Mutation of APP copper-binding sites decreases APP synaptogenic activity. Hemisynapse analysis of APP synaptogenic activity. A, Representative micrographs of immunostainings of HEK293 cells expressing either GFP, Neuroligin-1 (Nlg), APP FL, APP lacking the E1 domain (ΔE1), APP lacking the entire extracellular domain (ΔEC), APP H108/110A (GFLD^mut), or APP H147/151A (CuBD^mut), cocultured with primary cortical neurons. Cells were stained with anti-Synaptophysin (red) and anti-MAP2 (blue) antibodies. Synaptophysin-positive but MAP2-negative puncta are visible on top of Nlg- and APP-transfected cells (green). Scale bar, 10 μm. B, Immunostaining of APP-expressing HEK293 cells cocultured with primary cortical neurons. Cells were stained with anti-SV2 (red) and anti-Synapsin-1 (red) antibodies to demonstrate the recruitment of presynaptic marker proteins. Scale bar, 10 μm. C, Quantification of Synaptophysin-positive puncta per transfected HEK293 cell and Synaptophysin-covered area per HEK293 cell (5-7 cells per experiment). Bars represent mean ± SEM values of at least three independent experiments (ANOVA with Tukey's HSD post hoc test, *p < 0.05, **p < 0.01, and ***p < 0.001 compared with GFP; ^#p < 0.05 and ^##p < 0.01 compared with APP FL). D, APP-expressing HEK293 cells cocultured with primary cortical neurons were stained with anti-Synaptophysin (red) and anti-Tau1 (blue) antibodies to visualize an accumulation of Synaptophysin at contact sites between the axon and HEK293 cells. Scale bar, 10 μm.

Figure 8.

Model for copper-induced APP dimerization at the synapse.

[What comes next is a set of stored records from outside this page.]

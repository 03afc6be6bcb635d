use serde::{Deserialize, Serialize};

use crate::coords::{Affine, Rect, Vec2};

/// Average glyph advance as a fraction of the font size.
const ADVANCE: f32 = 0.6;

/// Single line of text centred on `center`.
///
/// No font is resolved here; extent is estimated from the character count so
/// layout helpers can place labels. Exporters emit the string as-is.
#[derive(Debug, Clone, PartialEq, Serialize, Deserialize)]
pub struct TextShape {
    pub text: String,
    pub center: Vec2,
    /// Cap height in scene units.
    pub size: f32,
    pub rotation: f32,
}

impl TextShape {
    pub fn new(text: impl Into<String>, center: Vec2, size: f32) -> Self {
        Self { text: text.into(), center, size, rotation: 0.0 }
    }

    /// Estimated unrotated `(width, height)`.
    pub fn extent(&self) -> Vec2 {
        let chars = self.text.chars().count() as f32;
        Vec2::new(ADVANCE * self.size * chars, self.size)
    }

    pub fn outline(&self) -> Vec<Vec2> {
        let half = self.extent() * 0.5;
        [
            Vec2::new(half.x, half.y),
            Vec2::new(-half.x, half.y),
            Vec2::new(-half.x, -half.y),
            Vec2::new(half.x, -half.y),
        ]
        .into_iter()
        .map(|p| self.center + p.rotated(self.rotation))
        .collect()
    }

    pub fn bounds(&self) -> Rect {
        Rect::from_points(self.outline()).unwrap_or_default()
    }

    /// Glyphs stay upright under mirrors; only the anchor, size and rotation follow.
    pub fn transformed(&self, t: &Affine) -> TextShape {
        let (scale, rotation) = match t.as_similarity() {
            Some(sim) if !sim.mirrored => (sim.scale, self.rotation + sim.rotation),
            Some(sim) => (sim.scale, self.rotation),
            None => (t.determinant().abs().sqrt(), self.rotation),
        };
        TextShape {
            text: self.text.clone(),
            center: t.apply(self.center),
            size: self.size * scale,
            rotation,
        }
    }
}

#[cfg(test)]
mod tests {
    use super::*;

    #[test]
    fn extent_grows_with_characters() {
        let a = TextShape::new("1", Vec2::ORIGIN, 0.5);
        let b = TextShape::new("12", Vec2::ORIGIN, 0.5);
        assert!((b.extent().x - 2.0 * a.extent().x).abs() < 1e-6);
        assert_eq!(a.extent().y, 0.5);
    }

    #[test]
    fn mirror_moves_anchor_but_keeps_reading_direction() {
        let t = TextShape::new("P", Vec2::new(1.0, 0.0), 0.3);
        let m = t.transformed(&Affine::flip_about(Vec2::ORIGIN, Vec2::UP));
        assert!((m.center - Vec2::new(-1.0, 0.0)).length() < 1e-6);
        assert_eq!(m.rotation, 0.0);
    }
}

A, Under resting conditions, the copper transporter ATP7A is predominantly localized at the Golgi apparatus, and the copper concentration within the synaptic cleft is low (light blue). Under these conditions, APP present at presynaptic and postsynaptic sites is mainly monomeric. B, NMDA receptor activation during synaptic transmission causes an ATP7A-mediated release of copper into the synaptic cleft (dark blue). Our results suggest that increasing copper concentrations promote dimerization of APP in both cis- and trans-cellular manner contributing to APP synaptogenic activity. In the insets, the domain organization of monomeric and dimeric APP is shown. The N-terminal E1 domain, subdivided in the GFLD (gray) and the CuBD (black), is linked via a flexible acidic region to the E2 domain, the juxtamembrane/TM region, and the cytosolic domain. The copper-binding sites in the GFLD and CuBD (indicated by blue circles) are crucial for cis- and trans-interactions. The TM region could additionally contribute to lateral dimerization and the E2 domain to trans-cellular dimerization. CTR1, Copper transporter 1; NMDAR, NMDA receptor; PM, plasma membrane.